§ About this task
Would it be possible to reproduce every entry exactly, please?
———
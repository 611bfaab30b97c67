use std::fmt::{Display, Formatter};

use crate::error::GerberError;

/// Fill polarity of a region, `%LPD*%` / `%LPC*%`.
#[derive(Debug, Clone, Copy, PartialEq, Eq, Hash)]
#[cfg_attr(feature = "serde", derive(serde::Serialize, serde::Deserialize))]
pub enum Polarity {
    /// Adds material, aka 'solid'
    Dark,
    /// Removes previously added material, aka 'hole'
    Clear,
}

impl Polarity {
    /// The single character used in a glyph's precomputed polarity string.
    pub fn mark(&self) -> char {
        match self {
            Polarity::Dark => 'd',
            Polarity::Clear => 'c',
        }
    }

    pub fn directive(&self) -> &'static str {
        match self {
            Polarity::Dark => "%LPD*%",
            Polarity::Clear => "%LPC*%",
        }
    }
}

impl TryFrom<char> for Polarity {
    type Error = GerberError;

    fn try_from(value: char) -> Result<Self, Self::Error> {
        match value {
            'd' => Ok(Polarity::Dark),
            'c' => Ok(Polarity::Clear),
            other => Err(GerberError::InvalidPolarity(other)),
        }
    }
}

#[derive(Debug, Clone, Copy, PartialEq, Eq, Hash)]
#[cfg_attr(feature = "serde", derive(serde::Serialize, serde::Deserialize))]
pub enum ApertureShape {
    Circle,
    Rectangle,
}

impl Display for ApertureShape {
    fn fmt(&self, f: &mut Formatter<'_>) -> std::fmt::Result {
        match self {
            ApertureShape::Circle => f.write_str("C"),
            ApertureShape::Rectangle => f.write_str("R"),
        }
    }
}

/// Horizontal anchor of a text run relative to its origin.
#[derive(Debug, Clone, Copy, PartialEq, Eq, Default)]
#[cfg_attr(feature = "serde", derive(serde::Serialize, serde::Deserialize))]
pub enum XAlign {
    #[default]
    Left,
    Center,
    Right,
}

/// Vertical anchor of a text run relative to its origin.
#[derive(Debug, Clone, Copy, PartialEq, Eq, Default)]
#[cfg_attr(feature = "serde", derive(serde::Serialize, serde::Deserialize))]
pub enum YAlign {
    #[default]
    Bottom,
    Center,
    Top,
}

impl XAlign {
    /// Offset to add to every x coordinate so that the anchor lands on zero.
    pub(crate) fn offset(&self, min: f64, max: f64) -> f64 {
        match self {
            XAlign::Left => -min,
            XAlign::Center => -(min + max) / 2.0,
            XAlign::Right => -max,
        }
    }
}

impl YAlign {
    pub(crate) fn offset(&self, min: f64, max: f64) -> f64 {
        match self {
            YAlign::Bottom => -min,
            YAlign::Center => -(min + max) / 2.0,
            YAlign::Top => -max,
        }
    }
}

#[cfg(test)]
mod tests {
    use rstest::rstest;

    use super::*;

    #[rstest]
    #[case('d', Polarity::Dark)]
    #[case('c', Polarity::Clear)]
    fn test_polarity_marks(#[case] mark: char, #[case] expected: Polarity) {
        let polarity = Polarity::try_from(mark).unwrap();
        assert_eq!(polarity, expected);
        assert_eq!(polarity.mark(), mark);
    }

    #[test]
    fn test_invalid_polarity_mark() {
        assert!(matches!(Polarity::try_from('x'), Err(GerberError::InvalidPolarity('x'))));
    }

    #[rstest]
    #[case(XAlign::Left, 2.0, 6.0, -2.0)]
    #[case(XAlign::Center, 2.0, 6.0, -4.0)]
    #[case(XAlign::Right, 2.0, 6.0, -6.0)]
    fn test_x_align_offset(#[case] align: XAlign, #[case] min: f64, #[case] max: f64, #[case] expected: f64) {
        assert_eq!(align.offset(min, max), expected);
    }
}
———
§ Solution
repository 611bfaab30b97c67
use std::fmt::{Display, Formatter};

use crate::error::GerberError;

/// Fill polarity of a region, `%LPD*%` / `%LPC*%`.
#[derive(Debug, Clone, Copy, PartialEq, Eq, Hash)]
#[cfg_attr(feature = "serde", derive(serde::Serialize, serde::Deserialize))]
pub enum Polarity {
    /// Adds material, aka 'solid'
    Dark,
    /// Removes previously added material, aka 'hole'
    Clear,
}

impl Polarity {
    /// The single character used in a glyph's precomputed polarity string.
    pub fn mark(&self) -> char {
        match self {
            Polarity::Dark => 'd',
            Polarity::Clear => 'c',
        }
    }

    pub fn directive(&self) -> &'static str {
        match self {
            Polarity::Dark => "%LPD*%",
            Polarity::Clear => "%LPC*%",
        }
    }
}

impl TryFrom<char> for Polarity {
    type Error = GerberError;

    fn try_from(value: char) -> Result<Self, Self::Error> {
        match value {
            'd' => Ok(Polarity::Dark),
            'c' => Ok(Polarity::Clear),
            other => Err(GerberError::InvalidPolarity(other)),
        }
    }
}

#[derive(Debug, Clone, Copy, PartialEq, Eq, Hash)]
#[cfg_attr(feature = "serde", derive(serde::Serialize, serde::Deserialize))]
pub enum ApertureShape {
    Circle,
    Rectangle,
}

impl Display for ApertureShape {
    fn fmt(&self, f: &mut Formatter<'_>) -> std::fmt::Result {
        match self {
            ApertureShape::Circle => f.write_str("C"),
            ApertureShape::Rectangle => f.write_str("R"),
        }
    }
}

/// Horizontal anchor of a text run relative to its origin.
#[derive(Debug, Clone, Copy, PartialEq, Eq, Default)]
#[cfg_attr(feature = "serde", derive(serde::Serialize, serde::Deserialize))]
pub enum XAlign {
    #[default]
    Left,
    Center,
    Right,
}

/// Vertical anchor of a text run relative to its origin.
#[derive(Debug, Clone, Copy, PartialEq, Eq, Default)]
#[cfg_attr(feature = "serde", derive(serde::Serialize, serde::Deserialize))]
pub enum YAlign {
    #[default]
    Bottom,
    Center,
    Top,
}

impl XAlign {
    /// Offset to add to every x coordinate so that the anchor lands on zero.
    pub(crate) fn offset(&self, min: f64, max: f64) -> f64 {
        match self {
            XAlign::Left => -min,
            XAlign::Center => -(min + max) / 2.0,
            XAlign::Right => -max,
        }
    }
}

impl YAlign {
    pub(crate) fn offset(&self, min: f64, max: f64) -> f64 {
        match self {
            YAlign::Bottom => -min,
            YAlign::Center => -(min + max) / 2.0,
            YAlign::Top => -max,
        }
    }
}

#[cfg(test)]
mod tests {
    use rstest::rstest;

    use super::*;

    #[rstest]
    #[case('d', Polarity::Dark)]
    #[case('c', Polarity::Clear)]
    fn test_polarity_marks(#[case] mark: char, #[case] expected: Polarity) {
        let polarity = Polarity::try_from(mark).unwrap();
        assert_eq!(polarity, expected);
        assert_eq!(polarity.mark(), mark);
    }

    #[test]
    fn test_invalid_polarity_mark() {
        assert!(matches!(Polarity::try_from('x'), Err(GerberError::InvalidPolarity('x'))));
    }

    #[rstest]
    #[case(XAlign::Left, 2.0, 6.0, -2.0)]
    #[case(XAlign::Center, 2.0, 6.0, -4.0)]
    #[case(XAlign::Right, 2.0, 6.0, -6.0)]
    fn test_x_align_offset(#[case] align: XAlign, #[case] min: f64, #[case] max: f64, #[case] expected: f64) {
        assert_eq!(align.offset(min, max), expected);
    }
}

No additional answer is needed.